● **What the task asks**
Line by line, the entries below are to be reproduced unaltered.

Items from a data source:

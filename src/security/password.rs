//! Password encoders.
//!
//! Stored passwords carry their scheme as a `{id}` prefix, e.g.
//! `{noop}secret` or `{sha256}2bb80d53...`. The delegating encoder dispatches
//! on that prefix so several schemes can coexist in one user store.

use std::collections::HashMap;
use std::fmt;
use std::sync::Arc;

use data_encoding::HEXLOWER;
use sha2::{Digest, Sha256};

/// Encodes raw passwords and checks raw passwords against stored ones.
pub trait PasswordEncoder: Send + Sync + fmt::Debug {
    fn encode(&self, raw: &str) -> String;

    fn matches(&self, raw: &str, encoded: &str) -> bool;
}

/// Stores passwords as-is. Only for tests and samples.
#[derive(Debug, Clone, Copy, Default)]
pub struct NoOpPasswordEncoder;

impl PasswordEncoder for NoOpPasswordEncoder {
    fn encode(&self, raw: &str) -> String {
        raw.to_string()
    }

    fn matches(&self, raw: &str, encoded: &str) -> bool {
        constant_time_eq(raw.as_bytes(), encoded.as_bytes())
    }
}

/// Lowercase hex SHA-256 digest.
#[derive(Debug, Clone, Copy, Default)]
pub struct Sha256PasswordEncoder;

impl PasswordEncoder for Sha256PasswordEncoder {
    fn encode(&self, raw: &str) -> String {
        HEXLOWER.encode(&Sha256::digest(raw.as_bytes()))
    }

    fn matches(&self, raw: &str, encoded: &str) -> bool {
        constant_time_eq(self.encode(raw).as_bytes(), encoded.trim().as_bytes())
    }
}

/// Dispatches on the `{id}` prefix of stored passwords.
#[derive(Clone)]
pub struct DelegatingPasswordEncoder {
    encoding_id: String,
    encoders: HashMap<String, Arc<dyn PasswordEncoder>>,
}

impl DelegatingPasswordEncoder {
    /// `encoding_id` must be one of `encoders`; it is used by [`encode`](PasswordEncoder::encode).
    pub fn new(
        encoding_id: impl Into<String>,
        encoders: HashMap<String, Arc<dyn PasswordEncoder>>,
    ) -> Self {
        Self {
            encoding_id: encoding_id.into(),
            encoders,
        }
    }

    fn split(encoded: &str) -> Option<(&str, &str)> {
        let rest = encoded.strip_prefix('{')?;
        let end = rest.find('}')?;
        Some((&rest[..end], &rest[end + 1..]))
    }
}

impl Default for DelegatingPasswordEncoder {
    /// Encodes with `{sha256}`, also accepts `{noop}`.
    fn default() -> Self {
        let mut encoders: HashMap<String, Arc<dyn PasswordEncoder>> = HashMap::new();
        encoders.insert("noop".to_string(), Arc::new(NoOpPasswordEncoder));
        encoders.insert("sha256".to_string(), Arc::new(Sha256PasswordEncoder));
        Self::new("sha256", encoders)
    }
}

impl PasswordEncoder for DelegatingPasswordEncoder {
    fn encode(&self, raw: &str) -> String {
        match self.encoders.get(&self.encoding_id) {
            Some(encoder) => format!("{{{}}}{}", self.encoding_id, encoder.encode(raw)),
            None => format!("{{noop}}{raw}"),
        }
    }

    fn matches(&self, raw: &str, encoded: &str) -> bool {
        let Some((id, stored)) = Self::split(encoded) else {
            tracing::debug!("Stored password has no {{id}} prefix");
            return false;
        };
        match self.encoders.get(id) {
            Some(encoder) => encoder.matches(raw, stored),
            None => {
                tracing::debug!(id, "No password encoder registered for id");
                false
            }
        }
    }
}

impl fmt::Debug for DelegatingPasswordEncoder {
    fn fmt(&self, f: &mut fmt::Formatter<'_>) -> fmt::Result {
        let mut ids: Vec<&String> = self.encoders.keys().collect();
        ids.sort();
        f.debug_struct("DelegatingPasswordEncoder")
            .field("encoding_id", &self.encoding_id)
            .field("encoders", &ids)
            .finish()
    }
}

fn constant_time_eq(a: &[u8], b: &[u8]) -> bool {
    if a.len() != b.len() {
        return false;
    }
    a.iter().zip(b).fold(0u8, |acc, (x, y)| acc | (x ^ y)) == 0
}
//! Observability subsystem.
//!
//! # Data Flow
//! ```text
//! All subsystems produce:
//!     → logging.rs (structured log events, filter from the logging block)
//!     → metrics.rs (counters, histograms)
//!
//! Consumers:
//!     → stdout (compact or JSON)
//!     → Metrics endpoint (Prometheus scrape)
//! ```
//!
//! # Design Decisions
//! - Structured logging for machine parsing
//! - Request ID flows through spans via the trace layer
//! - Metrics are cheap (atomic increments)

pub mod logging;
pub mod metrics;
//! Lifecycle management subsystem.
//!
//! # Data Flow
//! ```text
//! Startup (startup.rs):
//!     Logging → Flatten config → Validate → Properties → Beans
//!     → ContextRefreshed → Routes → Security → ContextStarted
//!     → Metrics endpoint (Application::run, when declared)
//!     → Bind listener (Application::run, reactive only)
//!
//! Shutdown (shutdown.rs):
//!     stop() or signal → Stop accepting → Drain connections → ContextClosed
//!
//! Signals (signals.rs):
//!     SIGTERM/SIGINT → Trigger graceful shutdown
//! ```
//!
//! # Design Decisions
//! - Ordered startup: config first, then beans, then listeners
//! - No listener is bound unless every phase succeeded
//! - An application is realized at most once

pub mod shutdown;
pub mod signals;
pub mod startup;

pub use shutdown::{RunningApplication, Shutdown};
pub use startup::{ApplicationSpec, Realized, StartupError};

● **Written solution**
filename src/security/password.rs
//! Password encoders.
//!
//! Stored passwords carry their scheme as a `{id}` prefix, e.g.
//! `{noop}secret` or `{sha256}2bb80d53...`. The delegating encoder dispatches
//! on that prefix so several schemes can coexist in one user store.

use std::collections::HashMap;
use std::fmt;
use std::sync::Arc;

use data_encoding::HEXLOWER;
use sha2::{Digest, Sha256};

/// Encodes raw passwords and checks raw passwords against stored ones.
pub trait PasswordEncoder: Send + Sync + fmt::Debug {
    fn encode(&self, raw: &str) -> String;

    fn matches(&self, raw: &str, encoded: &str) -> bool;
}

/// Stores passwords as-is. Only for tests and samples.
#[derive(Debug, Clone, Copy, Default)]
pub struct NoOpPasswordEncoder;

impl PasswordEncoder for NoOpPasswordEncoder {
    fn encode(&self, raw: &str) -> String {
        raw.to_string()
    }

    fn matches(&self, raw: &str, encoded: &str) -> bool {
        constant_time_eq(raw.as_bytes(), encoded.as_bytes())
    }
}

/// Lowercase hex SHA-256 digest.
#[derive(Debug, Clone, Copy, Default)]
pub struct Sha256PasswordEncoder;

impl PasswordEncoder for Sha256PasswordEncoder {
    fn encode(&self, raw: &str) -> String {
        HEXLOWER.encode(&Sha256::digest(raw.as_bytes()))
    }

    fn matches(&self, raw: &str, encoded: &str) -> bool {
        constant_time_eq(self.encode(raw).as_bytes(), encoded.trim().as_bytes())
    }
}

/// Dispatches on the `{id}` prefix of stored passwords.
#[derive(Clone)]
pub struct DelegatingPasswordEncoder {
    encoding_id: String,
    encoders: HashMap<String, Arc<dyn PasswordEncoder>>,
}

impl DelegatingPasswordEncoder {
    /// `encoding_id` must be one of `encoders`; it is used by [`encode`](PasswordEncoder::encode).
    pub fn new(
        encoding_id: impl Into<String>,
        encoders: HashMap<String, Arc<dyn PasswordEncoder>>,
    ) -> Self {
        Self {
            encoding_id: encoding_id.into(),
            encoders,
        }
    }

    fn split(encoded: &str) -> Option<(&str, &str)> {
        let rest = encoded.strip_prefix('{')?;
        let end = rest.find('}')?;
        Some((&rest[..end], &rest[end + 1..]))
    }
}

impl Default for DelegatingPasswordEncoder {
    /// Encodes with `{sha256}`, also accepts `{noop}`.
    fn default() -> Self {
        let mut encoders: HashMap<String, Arc<dyn PasswordEncoder>> = HashMap::new();
        encoders.insert("noop".to_string(), Arc::new(NoOpPasswordEncoder));
        encoders.insert("sha256".to_string(), Arc::new(Sha256PasswordEncoder));
        Self::new("sha256", encoders)
    }
}

impl PasswordEncoder for DelegatingPasswordEncoder {
    fn encode(&self, raw: &str) -> String {
        match self.encoders.get(&self.encoding_id) {
            Some(encoder) => format!("{{{}}}{}", self.encoding_id, encoder.encode(raw)),
            None => format!("{{noop}}{raw}"),
        }
    }

    fn matches(&self, raw: &str, encoded: &str) -> bool {
        let Some((id, stored)) = Self::split(encoded) else {
            tracing::debug!("Stored password has no {{id}} prefix");
            return false;
        };
        match self.encoders.get(id) {
            Some(encoder) => encoder.matches(raw, stored),
            None => {
                tracing::debug!(id, "No password encoder registered for id");
                false
            }
        }
    }
}

impl fmt::Debug for DelegatingPasswordEncoder {
    fn fmt(&self, f: &mut fmt::Formatter<'_>) -> fmt::Result {
        let mut ids: Vec<&String> = self.encoders.keys().collect();
        ids.sort();
        f.debug_struct("DelegatingPasswordEncoder")
            .field("encoding_id", &self.encoding_id)
            .field("encoders", &ids)
            .finish()
    }
}

fn constant_time_eq(a: &[u8], b: &[u8]) -> bool {
    if a.len() != b.len() {
        return false;
    }
    a.iter().zip(b).fold(0u8, |acc, (x, y)| acc | (x ^ y)) == 0
}
//! Observability subsystem.
//!
//! # Data Flow
//! ```text
//! All subsystems produce:
//!     → logging.rs (structured log events, filter from the logging block)
//!     → metrics.rs (counters, histograms)
//!
//! Consumers:
//!     → stdout (compact or JSON)
//!     → Metrics endpoint (Prometheus scrape)
//! ```
//!
//! # Design Decisions
//! - Structured logging for machine parsing
//! - Request ID flows through spans via the trace layer
//! - Metrics are cheap (atomic increments)

pub mod logging;
pub mod metrics;
//! Lifecycle management subsystem.
//!
//! # Data Flow
//! ```text
//! Startup (startup.rs):
//!     Logging → Flatten config → Validate → Properties → Beans
//!     → ContextRefreshed → Routes → Security → ContextStarted
//!     → Metrics endpoint (Application::run, when declared)
//!     → Bind listener (Application::run, reactive only)
//!
//! Shutdown (shutdown.rs):
//!     stop() or signal → Stop accepting → Drain connections → ContextClosed
//!
//! Signals (signals.rs):
//!     SIGTERM/SIGINT → Trigger graceful shutdown
//! ```
//!
//! # Design Decisions
//! - Ordered startup: config first, then beans, then listeners
//! - No listener is bound unless every phase succeeded
//! - An application is realized at most once

pub mod shutdown;
pub mod signals;
pub mod startup;

pub use shutdown::{RunningApplication, Shutdown};
pub use startup::{ApplicationSpec, Realized, StartupError};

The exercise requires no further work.